### YOUR GOAL:
Only a number is expected here: the count of lines in this data where "ConditionKind" occurs.

Source data:
══════════════════════════════

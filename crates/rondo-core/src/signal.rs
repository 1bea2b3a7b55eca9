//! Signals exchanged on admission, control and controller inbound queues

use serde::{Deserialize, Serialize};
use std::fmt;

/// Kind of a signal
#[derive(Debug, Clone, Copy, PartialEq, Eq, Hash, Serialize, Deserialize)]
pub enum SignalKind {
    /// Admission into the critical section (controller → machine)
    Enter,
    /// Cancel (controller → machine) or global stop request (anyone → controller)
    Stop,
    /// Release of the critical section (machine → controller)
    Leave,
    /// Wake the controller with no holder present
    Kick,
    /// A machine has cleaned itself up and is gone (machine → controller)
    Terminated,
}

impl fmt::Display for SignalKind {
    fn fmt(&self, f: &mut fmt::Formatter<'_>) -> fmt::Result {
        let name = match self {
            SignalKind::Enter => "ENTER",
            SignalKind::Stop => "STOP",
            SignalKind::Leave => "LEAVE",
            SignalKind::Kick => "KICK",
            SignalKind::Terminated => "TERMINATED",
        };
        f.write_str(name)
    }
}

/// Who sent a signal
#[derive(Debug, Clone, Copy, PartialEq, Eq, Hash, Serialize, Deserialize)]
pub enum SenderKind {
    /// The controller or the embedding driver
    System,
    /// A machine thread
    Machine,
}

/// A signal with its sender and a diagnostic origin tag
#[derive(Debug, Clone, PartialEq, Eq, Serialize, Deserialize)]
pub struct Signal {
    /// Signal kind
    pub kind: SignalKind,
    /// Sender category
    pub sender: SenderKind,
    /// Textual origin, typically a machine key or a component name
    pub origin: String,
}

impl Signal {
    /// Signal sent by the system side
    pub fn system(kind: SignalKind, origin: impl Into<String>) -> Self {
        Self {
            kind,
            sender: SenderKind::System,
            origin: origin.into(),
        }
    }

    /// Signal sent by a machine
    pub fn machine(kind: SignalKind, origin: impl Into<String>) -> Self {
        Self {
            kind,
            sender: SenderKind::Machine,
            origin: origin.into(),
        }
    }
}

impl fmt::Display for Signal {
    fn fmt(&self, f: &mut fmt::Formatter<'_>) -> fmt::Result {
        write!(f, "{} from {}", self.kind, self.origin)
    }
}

══════════════════════════════

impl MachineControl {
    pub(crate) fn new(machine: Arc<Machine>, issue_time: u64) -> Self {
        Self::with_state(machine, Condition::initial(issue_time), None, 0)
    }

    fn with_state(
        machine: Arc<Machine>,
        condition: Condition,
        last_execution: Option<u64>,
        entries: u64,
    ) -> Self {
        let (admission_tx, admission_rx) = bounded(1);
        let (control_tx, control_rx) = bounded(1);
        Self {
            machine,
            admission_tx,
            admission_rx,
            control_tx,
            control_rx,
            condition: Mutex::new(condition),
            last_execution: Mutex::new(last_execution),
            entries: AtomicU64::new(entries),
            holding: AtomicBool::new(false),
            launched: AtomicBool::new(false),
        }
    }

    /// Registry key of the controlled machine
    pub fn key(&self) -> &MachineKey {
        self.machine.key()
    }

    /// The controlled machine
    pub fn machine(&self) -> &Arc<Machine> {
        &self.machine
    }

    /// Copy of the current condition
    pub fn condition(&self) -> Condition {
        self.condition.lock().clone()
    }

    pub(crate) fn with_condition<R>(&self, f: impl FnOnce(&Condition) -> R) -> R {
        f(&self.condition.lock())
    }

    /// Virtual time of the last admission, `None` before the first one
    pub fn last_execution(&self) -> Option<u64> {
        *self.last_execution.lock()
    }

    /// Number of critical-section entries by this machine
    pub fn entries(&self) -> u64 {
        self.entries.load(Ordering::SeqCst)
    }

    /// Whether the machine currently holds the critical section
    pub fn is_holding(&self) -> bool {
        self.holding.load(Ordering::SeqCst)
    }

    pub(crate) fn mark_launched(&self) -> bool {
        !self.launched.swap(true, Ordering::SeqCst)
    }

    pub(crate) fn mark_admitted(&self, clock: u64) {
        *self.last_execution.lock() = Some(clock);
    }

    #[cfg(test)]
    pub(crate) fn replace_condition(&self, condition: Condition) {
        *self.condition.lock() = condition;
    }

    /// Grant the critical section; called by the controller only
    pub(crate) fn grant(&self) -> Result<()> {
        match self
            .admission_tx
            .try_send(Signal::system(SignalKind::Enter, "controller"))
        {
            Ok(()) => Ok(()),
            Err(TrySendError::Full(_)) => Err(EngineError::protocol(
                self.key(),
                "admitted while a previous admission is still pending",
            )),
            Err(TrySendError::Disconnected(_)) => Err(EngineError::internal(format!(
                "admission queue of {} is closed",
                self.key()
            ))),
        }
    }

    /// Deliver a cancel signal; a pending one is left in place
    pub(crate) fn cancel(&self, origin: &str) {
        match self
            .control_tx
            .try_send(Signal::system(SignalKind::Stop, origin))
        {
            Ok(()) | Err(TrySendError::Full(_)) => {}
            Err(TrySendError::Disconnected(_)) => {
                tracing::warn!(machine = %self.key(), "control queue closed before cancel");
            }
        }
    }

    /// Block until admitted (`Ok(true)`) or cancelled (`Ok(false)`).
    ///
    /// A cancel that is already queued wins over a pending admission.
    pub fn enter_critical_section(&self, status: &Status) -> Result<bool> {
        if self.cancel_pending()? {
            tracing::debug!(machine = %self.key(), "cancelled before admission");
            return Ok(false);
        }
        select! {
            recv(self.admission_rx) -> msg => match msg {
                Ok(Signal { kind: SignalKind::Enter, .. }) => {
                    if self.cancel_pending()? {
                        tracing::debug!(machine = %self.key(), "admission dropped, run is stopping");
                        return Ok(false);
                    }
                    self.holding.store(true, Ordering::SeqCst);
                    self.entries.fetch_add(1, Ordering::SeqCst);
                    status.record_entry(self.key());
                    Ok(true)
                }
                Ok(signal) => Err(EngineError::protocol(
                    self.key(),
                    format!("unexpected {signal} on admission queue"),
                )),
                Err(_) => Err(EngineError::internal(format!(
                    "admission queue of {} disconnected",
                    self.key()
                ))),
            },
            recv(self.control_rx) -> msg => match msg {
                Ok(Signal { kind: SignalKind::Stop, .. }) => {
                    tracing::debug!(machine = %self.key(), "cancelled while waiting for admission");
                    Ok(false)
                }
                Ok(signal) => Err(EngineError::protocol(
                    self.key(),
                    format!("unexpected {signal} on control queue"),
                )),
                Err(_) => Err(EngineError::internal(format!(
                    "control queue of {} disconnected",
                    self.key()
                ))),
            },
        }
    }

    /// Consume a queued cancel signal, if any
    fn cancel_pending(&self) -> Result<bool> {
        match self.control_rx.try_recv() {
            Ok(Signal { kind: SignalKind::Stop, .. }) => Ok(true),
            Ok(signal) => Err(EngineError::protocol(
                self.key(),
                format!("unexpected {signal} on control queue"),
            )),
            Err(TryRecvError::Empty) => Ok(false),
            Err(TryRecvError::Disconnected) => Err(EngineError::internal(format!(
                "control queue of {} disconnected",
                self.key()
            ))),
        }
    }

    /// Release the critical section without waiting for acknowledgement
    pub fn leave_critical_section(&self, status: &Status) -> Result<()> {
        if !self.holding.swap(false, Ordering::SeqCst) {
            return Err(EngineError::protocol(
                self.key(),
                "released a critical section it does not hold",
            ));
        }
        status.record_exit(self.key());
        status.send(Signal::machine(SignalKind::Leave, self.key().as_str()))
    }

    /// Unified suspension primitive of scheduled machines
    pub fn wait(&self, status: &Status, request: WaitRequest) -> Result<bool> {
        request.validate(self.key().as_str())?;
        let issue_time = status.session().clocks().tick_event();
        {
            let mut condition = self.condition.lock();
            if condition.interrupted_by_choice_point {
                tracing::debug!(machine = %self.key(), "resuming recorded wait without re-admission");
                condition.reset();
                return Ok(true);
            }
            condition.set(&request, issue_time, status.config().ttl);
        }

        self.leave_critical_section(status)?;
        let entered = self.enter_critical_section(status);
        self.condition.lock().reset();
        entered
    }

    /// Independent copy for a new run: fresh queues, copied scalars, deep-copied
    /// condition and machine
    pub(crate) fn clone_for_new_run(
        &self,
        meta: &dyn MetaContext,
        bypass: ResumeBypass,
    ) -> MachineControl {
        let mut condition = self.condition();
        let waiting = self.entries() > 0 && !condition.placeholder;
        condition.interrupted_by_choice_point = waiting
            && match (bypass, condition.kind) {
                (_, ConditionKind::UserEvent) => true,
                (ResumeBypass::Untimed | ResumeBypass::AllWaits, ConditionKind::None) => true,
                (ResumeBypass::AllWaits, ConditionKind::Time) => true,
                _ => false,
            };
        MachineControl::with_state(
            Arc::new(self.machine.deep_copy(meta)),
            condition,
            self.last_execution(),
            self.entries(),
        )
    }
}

══════════════════════════════

### TASK RESULT:
3